WHAT THE TASK ASKS:
Pull every line holding the word "Instant" out of the data and copy it.

━━━ TASK DATA ━━━

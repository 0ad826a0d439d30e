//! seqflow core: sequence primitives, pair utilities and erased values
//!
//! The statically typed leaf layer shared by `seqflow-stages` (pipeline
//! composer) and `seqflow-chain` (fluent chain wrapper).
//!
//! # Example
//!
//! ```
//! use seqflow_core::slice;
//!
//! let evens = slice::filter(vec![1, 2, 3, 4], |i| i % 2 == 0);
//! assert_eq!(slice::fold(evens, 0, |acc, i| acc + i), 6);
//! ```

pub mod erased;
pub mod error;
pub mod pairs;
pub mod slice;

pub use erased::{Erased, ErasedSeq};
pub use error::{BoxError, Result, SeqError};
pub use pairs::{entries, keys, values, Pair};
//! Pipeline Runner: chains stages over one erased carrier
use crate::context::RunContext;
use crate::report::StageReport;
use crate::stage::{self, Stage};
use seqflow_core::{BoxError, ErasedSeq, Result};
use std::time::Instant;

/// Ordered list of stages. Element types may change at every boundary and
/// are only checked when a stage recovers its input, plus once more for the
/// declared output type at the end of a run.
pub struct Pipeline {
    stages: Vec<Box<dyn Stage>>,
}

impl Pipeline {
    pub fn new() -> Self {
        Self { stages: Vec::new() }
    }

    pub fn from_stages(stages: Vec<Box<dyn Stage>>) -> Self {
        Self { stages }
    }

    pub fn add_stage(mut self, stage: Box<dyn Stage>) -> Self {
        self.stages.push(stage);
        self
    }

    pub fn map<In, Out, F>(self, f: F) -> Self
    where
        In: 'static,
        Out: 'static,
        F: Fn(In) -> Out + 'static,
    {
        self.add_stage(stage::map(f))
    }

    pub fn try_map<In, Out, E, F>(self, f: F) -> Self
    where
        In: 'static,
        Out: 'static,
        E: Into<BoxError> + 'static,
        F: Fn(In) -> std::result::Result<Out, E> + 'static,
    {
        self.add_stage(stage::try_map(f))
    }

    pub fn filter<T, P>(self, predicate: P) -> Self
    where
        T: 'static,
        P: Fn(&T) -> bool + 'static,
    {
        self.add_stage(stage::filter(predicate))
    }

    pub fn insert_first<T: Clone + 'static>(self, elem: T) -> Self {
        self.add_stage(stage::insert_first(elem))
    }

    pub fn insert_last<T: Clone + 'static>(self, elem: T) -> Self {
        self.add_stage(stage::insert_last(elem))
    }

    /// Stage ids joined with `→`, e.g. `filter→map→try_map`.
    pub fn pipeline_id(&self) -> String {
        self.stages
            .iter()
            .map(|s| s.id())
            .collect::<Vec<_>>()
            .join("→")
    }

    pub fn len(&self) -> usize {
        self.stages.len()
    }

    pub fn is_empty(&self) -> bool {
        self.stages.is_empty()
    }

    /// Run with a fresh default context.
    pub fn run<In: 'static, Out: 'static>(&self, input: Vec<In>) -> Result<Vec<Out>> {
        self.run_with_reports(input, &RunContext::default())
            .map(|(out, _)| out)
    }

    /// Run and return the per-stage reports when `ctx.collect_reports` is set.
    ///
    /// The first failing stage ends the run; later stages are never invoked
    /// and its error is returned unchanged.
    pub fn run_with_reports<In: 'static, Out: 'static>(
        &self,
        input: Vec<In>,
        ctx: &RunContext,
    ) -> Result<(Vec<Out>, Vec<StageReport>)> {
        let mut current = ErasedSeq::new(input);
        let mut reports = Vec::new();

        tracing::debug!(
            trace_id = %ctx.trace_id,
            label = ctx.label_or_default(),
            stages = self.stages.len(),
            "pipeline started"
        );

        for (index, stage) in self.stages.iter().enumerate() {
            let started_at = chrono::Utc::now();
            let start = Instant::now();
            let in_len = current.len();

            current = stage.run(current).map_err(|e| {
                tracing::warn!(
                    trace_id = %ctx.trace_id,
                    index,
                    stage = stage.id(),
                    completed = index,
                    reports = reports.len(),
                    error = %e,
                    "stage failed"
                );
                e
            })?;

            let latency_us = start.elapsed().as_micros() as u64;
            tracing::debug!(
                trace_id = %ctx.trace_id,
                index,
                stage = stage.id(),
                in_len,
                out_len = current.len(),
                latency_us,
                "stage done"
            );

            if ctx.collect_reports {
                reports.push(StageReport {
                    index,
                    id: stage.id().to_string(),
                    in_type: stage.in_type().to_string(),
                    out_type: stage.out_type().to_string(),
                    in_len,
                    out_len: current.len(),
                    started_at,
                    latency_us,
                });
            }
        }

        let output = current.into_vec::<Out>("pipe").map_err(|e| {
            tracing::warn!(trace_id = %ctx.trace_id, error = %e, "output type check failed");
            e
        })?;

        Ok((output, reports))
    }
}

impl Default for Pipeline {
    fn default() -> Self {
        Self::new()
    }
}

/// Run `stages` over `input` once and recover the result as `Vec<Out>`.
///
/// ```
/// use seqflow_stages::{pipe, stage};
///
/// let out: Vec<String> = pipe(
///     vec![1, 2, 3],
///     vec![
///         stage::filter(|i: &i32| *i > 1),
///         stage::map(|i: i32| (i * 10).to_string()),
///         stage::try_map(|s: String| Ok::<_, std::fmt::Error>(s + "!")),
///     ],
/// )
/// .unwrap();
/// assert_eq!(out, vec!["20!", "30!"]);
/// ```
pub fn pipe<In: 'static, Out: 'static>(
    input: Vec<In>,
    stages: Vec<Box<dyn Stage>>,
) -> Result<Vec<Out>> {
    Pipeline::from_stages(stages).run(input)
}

━━━
━━━ TASK DATA ━━━

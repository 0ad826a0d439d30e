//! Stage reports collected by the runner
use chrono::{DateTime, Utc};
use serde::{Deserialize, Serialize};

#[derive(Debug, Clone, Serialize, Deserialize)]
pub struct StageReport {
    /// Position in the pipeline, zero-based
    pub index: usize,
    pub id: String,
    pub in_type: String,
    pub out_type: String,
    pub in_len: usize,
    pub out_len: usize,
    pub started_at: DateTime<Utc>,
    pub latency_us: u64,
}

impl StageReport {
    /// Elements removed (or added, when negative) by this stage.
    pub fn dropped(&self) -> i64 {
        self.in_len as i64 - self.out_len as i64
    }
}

━━━

EXPECTED ANSWER:
use std::time::Instant;
            let start = Instant::now();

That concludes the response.